» Dataset records
//! mail2repo — turns inbound email into versioned file commits.

pub mod config;
pub mod error;
pub mod hosting;
pub mod intent;
pub mod mailbox;
pub mod orchestrator;
pub mod pump;
pub mod subject;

» Directions for this task
Please quote the records above exactly, without skipping a line.

» Response area
//! mail2repo — turns inbound email into versioned file commits.

pub mod config;
pub mod error;
pub mod hosting;
pub mod intent;
pub mod mailbox;
pub mod orchestrator;
pub mod pump;
pub mod subject;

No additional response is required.